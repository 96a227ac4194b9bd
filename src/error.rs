use axum::http::StatusCode;
use axum::response::{IntoResponse, Response};
use serde_json::json;
use thiserror::Error;

/// All failures surfaced by the queue engine and its HTTP front.
///
/// Each variant carries a human-readable message; the wire error code and
/// HTTP status are derived from the variant.
#[derive(Debug, Clone, Error)]
pub enum SqsError {
    #[error("{0}")]
    QueueAlreadyExists(String),
    #[error("{0}")]
    QueueDoesNotExist(String),
    #[error("{0}")]
    InvalidAttributeName(String),
    #[error("{0}")]
    InvalidParameterValue(String),
    #[error("{0}")]
    InvalidMessageContents(String),
    #[error("{0}")]
    PurgeQueueInProgress(String),
    #[error("{0}")]
    ReceiptHandleIsInvalid(String),
    #[error("{0}")]
    EmptyBatchRequest(String),
    #[error("{0}")]
    TooManyEntriesInBatchRequest(String),
    #[error("{0}")]
    BatchEntryIdsNotDistinct(String),
    #[error("{0}")]
    InvalidBatchEntryId(String),
    #[error("{0}")]
    MissingParameter(String),
    #[error("{0}")]
    InvalidAction(String),
    #[error("{0}")]
    NonExistentAccount(String),
    #[error("{0}")]
    AccessDenied(String),
}

impl SqsError {
    pub fn error_code(&self) -> &'static str {
        match self {
            SqsError::QueueAlreadyExists(_) => "QueueAlreadyExists",
            SqsError::QueueDoesNotExist(_) => "QueueDoesNotExist",
            SqsError::InvalidAttributeName(_) => "InvalidAttributeName",
            SqsError::InvalidParameterValue(_) => "InvalidParameterValue",
            SqsError::InvalidMessageContents(_) => "InvalidMessageContents",
            SqsError::PurgeQueueInProgress(_) => "PurgeQueueInProgress",
            SqsError::ReceiptHandleIsInvalid(_) => "ReceiptHandleIsInvalid",
            SqsError::EmptyBatchRequest(_) => "EmptyBatchRequest",
            SqsError::TooManyEntriesInBatchRequest(_) => "TooManyEntriesInBatchRequest",
            SqsError::BatchEntryIdsNotDistinct(_) => "BatchEntryIdsNotDistinct",
            SqsError::InvalidBatchEntryId(_) => "InvalidBatchEntryId",
            SqsError::MissingParameter(_) => "MissingParameter",
            SqsError::InvalidAction(_) => "InvalidAction",
            SqsError::NonExistentAccount(_) => "NonExistentAccount",
            SqsError::AccessDenied(_) => "AccessDenied",
        }
    }

    pub fn status_code(&self) -> StatusCode {
        match self {
            SqsError::NonExistentAccount(_) => StatusCode::NOT_FOUND,
            SqsError::AccessDenied(_) => StatusCode::FORBIDDEN,
            _ => StatusCode::BAD_REQUEST,
        }
    }
}

impl IntoResponse for SqsError {
    fn into_response(self) -> Response {
        let body = json!({
            "__type": format!("com.amazonaws.sqs#{}", self.error_code()),
            "message": self.to_string(),
        });
        (self.status_code(), axum::Json(body)).into_response()
    }
}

> _Task statement_: Every line above should be transcribed exactly.

> _Final answer_:
repository 96a227ac4194b9bd
filename src/error.rs
use axum::http::StatusCode;
use axum::response::{IntoResponse, Response};
use serde_json::json;
use thiserror::Error;

/// All failures surfaced by the queue engine and its HTTP front.
///
/// Each variant carries a human-readable message; the wire error code and
/// HTTP status are derived from the variant.
#[derive(Debug, Clone, Error)]
pub enum SqsError {
    #[error("{0}")]
    QueueAlreadyExists(String),
    #[error("{0}")]
    QueueDoesNotExist(String),
    #[error("{0}")]
    InvalidAttributeName(String),
    #[error("{0}")]
    InvalidParameterValue(String),
    #[error("{0}")]
    InvalidMessageContents(String),
    #[error("{0}")]
    PurgeQueueInProgress(String),
    #[error("{0}")]
    ReceiptHandleIsInvalid(String),
    #[error("{0}")]
    EmptyBatchRequest(String),
    #[error("{0}")]
    TooManyEntriesInBatchRequest(String),
    #[error("{0}")]
    BatchEntryIdsNotDistinct(String),
    #[error("{0}")]
    InvalidBatchEntryId(String),
    #[error("{0}")]
    MissingParameter(String),
    #[error("{0}")]
    InvalidAction(String),
    #[error("{0}")]
    NonExistentAccount(String),
    #[error("{0}")]
    AccessDenied(String),
}

impl SqsError {
    pub fn error_code(&self) -> &'static str {
        match self {
            SqsError::QueueAlreadyExists(_) => "QueueAlreadyExists",
            SqsError::QueueDoesNotExist(_) => "QueueDoesNotExist",
            SqsError::InvalidAttributeName(_) => "InvalidAttributeName",
            SqsError::InvalidParameterValue(_) => "InvalidParameterValue",
            SqsError::InvalidMessageContents(_) => "InvalidMessageContents",
            SqsError::PurgeQueueInProgress(_) => "PurgeQueueInProgress",
            SqsError::ReceiptHandleIsInvalid(_) => "ReceiptHandleIsInvalid",
            SqsError::EmptyBatchRequest(_) => "EmptyBatchRequest",
            SqsError::TooManyEntriesInBatchRequest(_) => "TooManyEntriesInBatchRequest",
            SqsError::BatchEntryIdsNotDistinct(_) => "BatchEntryIdsNotDistinct",
            SqsError::InvalidBatchEntryId(_) => "InvalidBatchEntryId",
            SqsError::MissingParameter(_) => "MissingParameter",
            SqsError::InvalidAction(_) => "InvalidAction",
            SqsError::NonExistentAccount(_) => "NonExistentAccount",
            SqsError::AccessDenied(_) => "AccessDenied",
        }
    }

    pub fn status_code(&self) -> StatusCode {
        match self {
            SqsError::NonExistentAccount(_) => StatusCode::NOT_FOUND,
            SqsError::AccessDenied(_) => StatusCode::FORBIDDEN,
            _ => StatusCode::BAD_REQUEST,
        }
    }
}

impl IntoResponse for SqsError {
    fn into_response(self) -> Response {
        let body = json!({
            "__type": format!("com.amazonaws.sqs#{}", self.error_code()),
            "message": self.to_string(),
        });
        (self.status_code(), axum::Json(body)).into_response()
    }
}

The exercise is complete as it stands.